* **TASK TO CARRY OUT**:
Collect each line of the entries that holds the string "crate".

[Items from a dataset]
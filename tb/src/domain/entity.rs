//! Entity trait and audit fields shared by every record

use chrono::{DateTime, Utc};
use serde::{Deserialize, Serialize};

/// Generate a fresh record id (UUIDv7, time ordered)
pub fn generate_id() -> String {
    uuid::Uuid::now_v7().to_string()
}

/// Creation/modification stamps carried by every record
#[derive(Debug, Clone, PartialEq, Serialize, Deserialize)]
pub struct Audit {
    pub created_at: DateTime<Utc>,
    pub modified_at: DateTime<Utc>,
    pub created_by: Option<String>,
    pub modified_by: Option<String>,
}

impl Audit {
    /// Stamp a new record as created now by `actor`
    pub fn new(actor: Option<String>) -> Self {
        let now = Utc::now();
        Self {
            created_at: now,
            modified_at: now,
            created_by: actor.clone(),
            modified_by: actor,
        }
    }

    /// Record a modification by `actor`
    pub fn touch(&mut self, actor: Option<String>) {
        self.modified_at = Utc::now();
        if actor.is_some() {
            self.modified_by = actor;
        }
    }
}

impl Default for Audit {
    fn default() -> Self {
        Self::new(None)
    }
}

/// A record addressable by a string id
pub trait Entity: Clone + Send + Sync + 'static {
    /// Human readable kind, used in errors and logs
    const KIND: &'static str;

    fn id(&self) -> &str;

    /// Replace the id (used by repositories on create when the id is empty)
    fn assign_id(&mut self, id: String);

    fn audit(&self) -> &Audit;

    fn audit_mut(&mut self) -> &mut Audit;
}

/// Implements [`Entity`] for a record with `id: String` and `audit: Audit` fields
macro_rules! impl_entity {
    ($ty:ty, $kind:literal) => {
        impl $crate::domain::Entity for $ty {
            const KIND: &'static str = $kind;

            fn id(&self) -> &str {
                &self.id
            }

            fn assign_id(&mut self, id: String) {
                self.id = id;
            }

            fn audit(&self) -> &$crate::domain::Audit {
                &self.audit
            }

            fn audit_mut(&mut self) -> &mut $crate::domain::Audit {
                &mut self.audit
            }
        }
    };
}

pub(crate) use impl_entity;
==
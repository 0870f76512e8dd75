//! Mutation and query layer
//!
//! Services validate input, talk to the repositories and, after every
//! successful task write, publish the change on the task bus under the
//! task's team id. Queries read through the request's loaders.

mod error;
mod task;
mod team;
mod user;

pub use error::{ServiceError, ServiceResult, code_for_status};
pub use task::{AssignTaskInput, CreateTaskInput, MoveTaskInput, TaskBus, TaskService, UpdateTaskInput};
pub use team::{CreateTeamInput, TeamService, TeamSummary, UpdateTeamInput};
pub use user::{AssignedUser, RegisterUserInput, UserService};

* **RESULT OF THE TASK**:
        impl $crate::domain::Entity for $ty {
            fn audit(&self) -> &$crate::domain::Audit {
            fn audit_mut(&mut self) -> &mut $crate::domain::Audit {
pub(crate) use impl_entity;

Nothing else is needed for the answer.